Big mistake new investors make

When I first started investing, I would look for companies with share prices under $20. My reason: because I could buy more shares… duh!

But is this the smartest approach? Let’s see…

You, the investor, want to get your money working for you, so you put $1,000 in a brokerage account (or IRA). You know you don’t have anymore money to invest, because you have done your due diligence and know that $1,000 is all you have to invest and still be able to pay your bills.

So after tons and tons….and TONS of research, you determine that Company XYZ, and company Investor Blitz (yes, I’m publicly traded for this scenario), are 2 awesome companies! You want to buy shares in one of them. Company XYZ is selling for $10 a share, but Investor Blitz is selling for $100 a share… here is your dilemma.

You could purchase 100 shares of company XYZ with your $1,000, but only 10 shares of Investor Blitz.

The decision has been made. You decide to purchase company XYZ because you can own more shares, which means more profit down the road. You place your order with your broker, it is filled, and you are now the proud owner of 100 shares of company XYZ. Yay!

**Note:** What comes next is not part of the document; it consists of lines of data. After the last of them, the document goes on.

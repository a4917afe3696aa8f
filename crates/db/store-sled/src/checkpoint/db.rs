use arbor_db_types::{traits::CheckpointDatabase, types::CheckpointWithManifest, DbResult};
use arbor_primitives::{BlockHeight, BlockId, Buf32};

use super::schemas::{
    CheckpointBlockSchema, CheckpointMachineSchema, CheckpointValueSchema, RefCountedEntry,
};
use crate::{
    define_sled_database,
    tree::{Schema, SledTree},
};

define_sled_database!(
    pub struct CheckpointDBSled {
        block_tree: CheckpointBlockSchema,
        value_tree: CheckpointValueSchema,
        machine_tree: CheckpointMachineSchema,
    }
);

impl CheckpointDBSled {
    fn acquire<S>(&self, tree: &SledTree<S>, hash: Buf32, data: Vec<u8>) -> DbResult<()>
    where
        S: Schema<Key = Buf32, Value = RefCountedEntry>,
    {
        self.config.with_retry((tree,), |(t,)| {
            let entry = match t.get(&hash)? {
                Some(mut entry) => {
                    entry.refs += 1;
                    entry
                }
                None => RefCountedEntry {
                    refs: 1,
                    data: data.clone(),
                },
            };
            t.insert(&hash, &entry)?;
            Ok(())
        })?;
        tree.flush()
    }

    fn release<S>(&self, tree: &SledTree<S>, hash: Buf32) -> DbResult<()>
    where
        S: Schema<Key = Buf32, Value = RefCountedEntry>,
    {
        self.config.with_retry((tree,), |(t,)| {
            let Some(mut entry) = t.get(&hash)? else {
                return Ok(());
            };
            entry.refs = entry.refs.saturating_sub(1);
            if entry.refs == 0 {
                t.remove(&hash)?;
            } else {
                t.insert(&hash, &entry)?;
            }
            Ok(())
        })?;
        tree.flush()
    }
}

impl CheckpointDatabase for CheckpointDBSled {
    fn put_block(&self, id: BlockId, entry: CheckpointWithManifest) -> DbResult<()> {
        self.block_tree.insert(&id, &entry)
    }

    fn get_block(&self, id: BlockId) -> DbResult<Option<CheckpointWithManifest>> {
        self.block_tree.get(&id)
    }

    fn delete_block(&self, id: BlockId) -> DbResult<bool> {
        self.block_tree.remove(&id)
    }

    fn block_ids_at_height(&self, height: BlockHeight) -> DbResult<Vec<BlockId>> {
        let first = BlockId::new(height, Buf32::zero());
        let last = BlockId::new(height, Buf32::new([0xff; 32]));
        self.block_tree.keys_in_range(&first, &last)
    }

    fn min_block_height(&self) -> DbResult<Option<BlockHeight>> {
        Ok(self.block_tree.first_key()?.map(|id| id.height()))
    }

    fn max_block_height(&self) -> DbResult<Option<BlockHeight>> {
        Ok(self.block_tree.last_key()?.map(|id| id.height()))
    }

    fn is_block_store_empty(&self) -> DbResult<bool> {
        Ok(self.block_tree.is_empty())
    }

    fn put_value(&self, hash: Buf32, data: Vec<u8>) -> DbResult<()> {
        self.acquire(&self.value_tree, hash, data)
    }

    fn get_value(&self, hash: Buf32) -> DbResult<Option<Vec<u8>>> {
        Ok(self.value_tree.get(&hash)?.map(|e| e.data))
    }

    fn delete_value(&self, hash: Buf32) -> DbResult<()> {
        self.release(&self.value_tree, hash)
    }

    fn put_machine(&self, hash: Buf32, data: Vec<u8>) -> DbResult<()> {
        self.acquire(&self.machine_tree, hash, data)
    }

    fn get_machine(&self, hash: Buf32) -> DbResult<Option<Vec<u8>>> {
        Ok(self.machine_tree.get(&hash)?.map(|e| e.data))
    }

    fn delete_machine(&self, hash: Buf32) -> DbResult<()> {
        self.release(&self.machine_tree, hash)
    }
}

#[cfg(test)]
mod tests {
    use arbor_db_tests::checkpoint_db_tests;

    use super::*;
    use crate::sled_db_test_setup;

    sled_db_test_setup!(CheckpointDBSled, checkpoint_db_tests);
}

A year goes by, and your shares are now worth $12 per share now. Since you have had your eye on Investor Blitz this whole time, you know investor blitz shares are selling for $120, not just $100. So both companies have increased 20% in value.

This doesn’t phase you, because you have made $200 on your 100 shares of company XYZ. Easy math, right: bought them at $10, they’re currently worth $12 which is a $2 gain. $2 times 100 shares equals $200.

So, after thinking a little bit, you realize something… Had you purchased 10 shares of Investor Blitz, you would also have made $200 on your $1,000 investment. Investor Blitz is now selling for $120 because they also gained 20% over the same time period. That $20 increase, times your “measly” 10 shares, is a $200 gain. What??? Ya, it’s the same gain, even though you bought less shares.

Ahhhhh! Que the knowledge lightbulb above your head. Because, you just learned something.

It doesn’t matter how many shares you own. What matters is the percentage you gain. That $1,000 total you originally invested could care less how many shares you own. What it cares about is the gain it receives. A 20% gain is a 20% gain, regardless of how it gained it. Get it?

I do not let the price of a share determine which direction I go when deciding which company to buy. I strictly follow my fundamental analysis of the companies. If the company selling for $100 a share is better than the company selling for $10 per share, then I will buy the $100 shares. Your total investment amount is what matters. Not how many shares you own.